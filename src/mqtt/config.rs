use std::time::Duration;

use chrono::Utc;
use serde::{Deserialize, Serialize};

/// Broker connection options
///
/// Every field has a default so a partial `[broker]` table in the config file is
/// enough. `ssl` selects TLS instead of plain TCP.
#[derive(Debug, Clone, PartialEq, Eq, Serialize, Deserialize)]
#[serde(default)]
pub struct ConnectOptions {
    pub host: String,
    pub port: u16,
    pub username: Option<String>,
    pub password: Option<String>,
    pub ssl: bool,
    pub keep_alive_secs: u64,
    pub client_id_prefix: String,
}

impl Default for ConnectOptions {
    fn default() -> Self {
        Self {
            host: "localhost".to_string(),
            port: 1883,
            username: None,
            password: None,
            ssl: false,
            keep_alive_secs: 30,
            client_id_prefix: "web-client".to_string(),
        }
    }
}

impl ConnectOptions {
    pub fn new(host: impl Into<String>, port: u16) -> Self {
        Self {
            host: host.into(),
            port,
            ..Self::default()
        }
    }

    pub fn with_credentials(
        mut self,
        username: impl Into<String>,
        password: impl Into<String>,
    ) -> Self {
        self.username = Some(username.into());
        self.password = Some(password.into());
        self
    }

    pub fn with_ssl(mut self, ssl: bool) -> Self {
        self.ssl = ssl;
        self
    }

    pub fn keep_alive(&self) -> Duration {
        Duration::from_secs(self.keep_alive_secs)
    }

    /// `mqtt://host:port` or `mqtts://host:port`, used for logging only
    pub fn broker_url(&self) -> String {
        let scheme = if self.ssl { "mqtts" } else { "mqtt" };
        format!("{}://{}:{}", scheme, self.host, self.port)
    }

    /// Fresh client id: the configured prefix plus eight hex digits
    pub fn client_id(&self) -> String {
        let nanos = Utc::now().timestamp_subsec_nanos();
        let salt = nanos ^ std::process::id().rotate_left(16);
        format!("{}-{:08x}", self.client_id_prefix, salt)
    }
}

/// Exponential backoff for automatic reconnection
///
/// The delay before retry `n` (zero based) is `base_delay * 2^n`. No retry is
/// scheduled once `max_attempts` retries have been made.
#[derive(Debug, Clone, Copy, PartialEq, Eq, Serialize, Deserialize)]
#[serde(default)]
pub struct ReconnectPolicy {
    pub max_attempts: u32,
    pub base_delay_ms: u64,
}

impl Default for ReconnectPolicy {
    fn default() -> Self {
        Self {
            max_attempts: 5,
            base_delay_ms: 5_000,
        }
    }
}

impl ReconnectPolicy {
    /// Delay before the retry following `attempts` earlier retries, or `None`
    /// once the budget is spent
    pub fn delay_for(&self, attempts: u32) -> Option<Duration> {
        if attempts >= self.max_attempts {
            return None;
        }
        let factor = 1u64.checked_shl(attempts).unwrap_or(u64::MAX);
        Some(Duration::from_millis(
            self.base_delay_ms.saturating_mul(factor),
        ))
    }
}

__________________________________________________

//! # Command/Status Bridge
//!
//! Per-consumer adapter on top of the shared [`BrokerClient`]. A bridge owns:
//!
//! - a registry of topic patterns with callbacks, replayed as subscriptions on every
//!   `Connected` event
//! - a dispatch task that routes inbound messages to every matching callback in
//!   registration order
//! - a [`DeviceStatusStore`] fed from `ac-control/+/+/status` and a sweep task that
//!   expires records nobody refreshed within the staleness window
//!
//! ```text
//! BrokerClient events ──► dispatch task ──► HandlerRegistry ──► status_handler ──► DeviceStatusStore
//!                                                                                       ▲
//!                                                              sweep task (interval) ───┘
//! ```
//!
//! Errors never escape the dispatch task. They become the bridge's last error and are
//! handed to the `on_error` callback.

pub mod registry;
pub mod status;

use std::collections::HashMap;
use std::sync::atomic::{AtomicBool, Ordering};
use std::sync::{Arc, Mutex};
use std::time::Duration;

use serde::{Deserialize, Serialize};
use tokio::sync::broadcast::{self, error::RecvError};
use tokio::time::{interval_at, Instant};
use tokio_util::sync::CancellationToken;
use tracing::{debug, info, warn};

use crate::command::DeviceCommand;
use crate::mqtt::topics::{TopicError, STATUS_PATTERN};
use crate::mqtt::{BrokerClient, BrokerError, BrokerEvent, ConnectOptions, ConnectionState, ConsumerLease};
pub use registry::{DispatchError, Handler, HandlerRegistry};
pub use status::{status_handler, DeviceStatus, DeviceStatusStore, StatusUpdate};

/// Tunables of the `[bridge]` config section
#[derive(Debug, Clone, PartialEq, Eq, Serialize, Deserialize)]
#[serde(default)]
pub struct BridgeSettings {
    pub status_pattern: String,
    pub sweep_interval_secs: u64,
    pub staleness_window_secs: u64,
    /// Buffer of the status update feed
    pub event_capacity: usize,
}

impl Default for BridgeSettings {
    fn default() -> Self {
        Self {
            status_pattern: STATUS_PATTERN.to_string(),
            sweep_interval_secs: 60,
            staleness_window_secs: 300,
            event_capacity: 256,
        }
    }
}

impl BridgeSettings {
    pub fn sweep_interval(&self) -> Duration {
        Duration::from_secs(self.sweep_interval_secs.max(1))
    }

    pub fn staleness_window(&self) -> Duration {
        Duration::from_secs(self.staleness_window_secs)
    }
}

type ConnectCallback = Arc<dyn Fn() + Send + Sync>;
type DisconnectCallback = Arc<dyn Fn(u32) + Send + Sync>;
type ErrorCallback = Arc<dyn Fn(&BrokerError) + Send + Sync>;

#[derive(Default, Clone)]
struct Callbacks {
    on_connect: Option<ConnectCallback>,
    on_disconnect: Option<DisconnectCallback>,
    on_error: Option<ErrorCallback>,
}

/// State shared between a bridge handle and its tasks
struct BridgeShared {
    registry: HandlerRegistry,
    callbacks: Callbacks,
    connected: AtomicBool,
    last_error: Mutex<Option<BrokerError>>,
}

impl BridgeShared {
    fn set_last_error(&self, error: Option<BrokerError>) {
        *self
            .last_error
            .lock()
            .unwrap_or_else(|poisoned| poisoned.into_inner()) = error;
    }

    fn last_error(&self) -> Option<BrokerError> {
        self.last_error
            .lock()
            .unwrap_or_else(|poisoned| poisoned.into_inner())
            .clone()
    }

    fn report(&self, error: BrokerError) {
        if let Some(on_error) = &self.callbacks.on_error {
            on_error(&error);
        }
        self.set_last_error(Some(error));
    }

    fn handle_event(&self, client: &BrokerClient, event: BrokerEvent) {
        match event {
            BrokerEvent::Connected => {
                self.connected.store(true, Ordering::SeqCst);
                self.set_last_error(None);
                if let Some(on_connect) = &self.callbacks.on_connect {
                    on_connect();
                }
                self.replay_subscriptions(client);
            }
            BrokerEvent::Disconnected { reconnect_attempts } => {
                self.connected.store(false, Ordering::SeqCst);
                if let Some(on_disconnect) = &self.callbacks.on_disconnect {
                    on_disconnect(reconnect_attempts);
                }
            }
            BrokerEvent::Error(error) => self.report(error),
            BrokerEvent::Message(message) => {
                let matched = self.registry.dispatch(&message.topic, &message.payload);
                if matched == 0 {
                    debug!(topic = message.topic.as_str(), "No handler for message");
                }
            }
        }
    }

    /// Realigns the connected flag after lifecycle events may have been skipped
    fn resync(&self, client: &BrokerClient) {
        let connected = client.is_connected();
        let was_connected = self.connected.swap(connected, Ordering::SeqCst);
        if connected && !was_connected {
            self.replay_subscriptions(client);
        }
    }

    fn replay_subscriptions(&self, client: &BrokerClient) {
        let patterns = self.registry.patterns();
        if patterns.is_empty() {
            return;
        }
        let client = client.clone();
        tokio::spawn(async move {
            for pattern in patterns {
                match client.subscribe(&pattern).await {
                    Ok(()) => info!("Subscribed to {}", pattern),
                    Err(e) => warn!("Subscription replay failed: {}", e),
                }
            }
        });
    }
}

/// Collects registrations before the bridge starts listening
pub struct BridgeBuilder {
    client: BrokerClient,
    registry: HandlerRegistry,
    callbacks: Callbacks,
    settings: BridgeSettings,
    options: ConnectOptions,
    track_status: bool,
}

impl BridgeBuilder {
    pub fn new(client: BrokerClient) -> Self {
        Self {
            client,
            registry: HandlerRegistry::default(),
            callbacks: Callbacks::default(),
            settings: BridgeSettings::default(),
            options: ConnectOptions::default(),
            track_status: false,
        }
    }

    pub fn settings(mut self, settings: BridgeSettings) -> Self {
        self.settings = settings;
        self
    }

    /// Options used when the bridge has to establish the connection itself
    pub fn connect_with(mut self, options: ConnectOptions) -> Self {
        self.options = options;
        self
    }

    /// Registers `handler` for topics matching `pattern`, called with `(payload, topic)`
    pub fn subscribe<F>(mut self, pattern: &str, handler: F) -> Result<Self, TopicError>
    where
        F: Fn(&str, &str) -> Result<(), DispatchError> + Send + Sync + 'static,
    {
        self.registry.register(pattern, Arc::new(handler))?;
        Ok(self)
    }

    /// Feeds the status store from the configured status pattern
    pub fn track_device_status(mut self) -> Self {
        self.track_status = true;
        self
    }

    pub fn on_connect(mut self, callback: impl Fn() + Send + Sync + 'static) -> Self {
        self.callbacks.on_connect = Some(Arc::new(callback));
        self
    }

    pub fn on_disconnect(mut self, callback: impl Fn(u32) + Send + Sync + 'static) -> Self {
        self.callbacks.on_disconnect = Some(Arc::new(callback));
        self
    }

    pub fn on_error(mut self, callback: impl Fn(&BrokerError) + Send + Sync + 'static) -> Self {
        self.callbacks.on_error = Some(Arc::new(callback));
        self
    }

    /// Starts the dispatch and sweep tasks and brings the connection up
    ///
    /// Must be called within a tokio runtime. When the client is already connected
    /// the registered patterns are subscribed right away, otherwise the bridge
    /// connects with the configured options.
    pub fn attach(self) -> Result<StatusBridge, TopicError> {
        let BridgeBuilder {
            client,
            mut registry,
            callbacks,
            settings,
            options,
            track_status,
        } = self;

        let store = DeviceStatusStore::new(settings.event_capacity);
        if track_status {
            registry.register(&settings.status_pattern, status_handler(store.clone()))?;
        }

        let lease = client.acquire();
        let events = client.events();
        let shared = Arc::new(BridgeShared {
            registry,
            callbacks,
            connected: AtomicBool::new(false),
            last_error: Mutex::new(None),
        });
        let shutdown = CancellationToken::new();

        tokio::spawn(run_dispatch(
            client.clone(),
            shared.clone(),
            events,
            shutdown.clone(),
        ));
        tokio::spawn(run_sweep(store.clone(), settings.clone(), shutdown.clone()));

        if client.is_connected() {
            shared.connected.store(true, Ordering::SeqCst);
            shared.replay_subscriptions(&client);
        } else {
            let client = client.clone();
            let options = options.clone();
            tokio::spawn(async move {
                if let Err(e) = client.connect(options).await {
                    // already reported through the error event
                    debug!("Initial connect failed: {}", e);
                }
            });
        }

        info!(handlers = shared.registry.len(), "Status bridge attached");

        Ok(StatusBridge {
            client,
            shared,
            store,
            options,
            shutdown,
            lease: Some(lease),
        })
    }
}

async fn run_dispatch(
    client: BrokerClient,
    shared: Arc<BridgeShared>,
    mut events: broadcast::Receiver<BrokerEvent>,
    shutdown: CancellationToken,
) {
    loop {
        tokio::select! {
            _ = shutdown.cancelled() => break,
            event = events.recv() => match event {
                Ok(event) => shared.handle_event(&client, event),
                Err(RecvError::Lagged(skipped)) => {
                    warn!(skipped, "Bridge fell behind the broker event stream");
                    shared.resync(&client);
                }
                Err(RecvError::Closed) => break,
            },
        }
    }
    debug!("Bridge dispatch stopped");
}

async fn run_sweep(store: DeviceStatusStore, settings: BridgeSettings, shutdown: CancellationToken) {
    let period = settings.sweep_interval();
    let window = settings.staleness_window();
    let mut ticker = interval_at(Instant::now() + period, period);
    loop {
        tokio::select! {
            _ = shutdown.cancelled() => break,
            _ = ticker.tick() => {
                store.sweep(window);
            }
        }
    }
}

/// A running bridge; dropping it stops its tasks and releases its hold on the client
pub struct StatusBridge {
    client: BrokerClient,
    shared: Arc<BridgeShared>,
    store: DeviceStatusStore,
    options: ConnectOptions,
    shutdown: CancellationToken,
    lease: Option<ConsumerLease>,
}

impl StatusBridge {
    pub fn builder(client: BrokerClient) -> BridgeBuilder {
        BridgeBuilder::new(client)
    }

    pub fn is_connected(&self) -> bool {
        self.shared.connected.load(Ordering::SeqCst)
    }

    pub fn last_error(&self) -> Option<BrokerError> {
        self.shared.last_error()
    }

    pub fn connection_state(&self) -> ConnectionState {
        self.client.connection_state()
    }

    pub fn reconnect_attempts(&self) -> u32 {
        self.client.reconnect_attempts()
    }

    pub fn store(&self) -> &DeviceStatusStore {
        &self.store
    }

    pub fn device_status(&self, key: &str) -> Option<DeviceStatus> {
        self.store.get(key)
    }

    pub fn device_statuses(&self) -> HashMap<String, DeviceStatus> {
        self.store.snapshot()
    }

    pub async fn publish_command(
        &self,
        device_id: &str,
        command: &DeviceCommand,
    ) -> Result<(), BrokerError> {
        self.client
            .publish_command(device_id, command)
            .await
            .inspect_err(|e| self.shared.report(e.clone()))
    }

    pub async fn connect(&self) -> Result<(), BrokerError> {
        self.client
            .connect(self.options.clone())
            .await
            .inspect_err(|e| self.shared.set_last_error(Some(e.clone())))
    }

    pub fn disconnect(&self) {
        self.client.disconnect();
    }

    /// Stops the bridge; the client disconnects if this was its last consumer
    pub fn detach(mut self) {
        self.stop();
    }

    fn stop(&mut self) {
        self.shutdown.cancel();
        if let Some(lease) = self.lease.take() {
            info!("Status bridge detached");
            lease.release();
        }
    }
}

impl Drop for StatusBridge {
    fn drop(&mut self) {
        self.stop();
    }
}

__________________________________________________

EXERCISE OBJECTIVE: Where a line of the listing holds "true", show that line.

OUTPUT BELOW:
                self.connected.store(true, Ordering::SeqCst);
        self.track_status = true;
            shared.connected.store(true, Ordering::SeqCst);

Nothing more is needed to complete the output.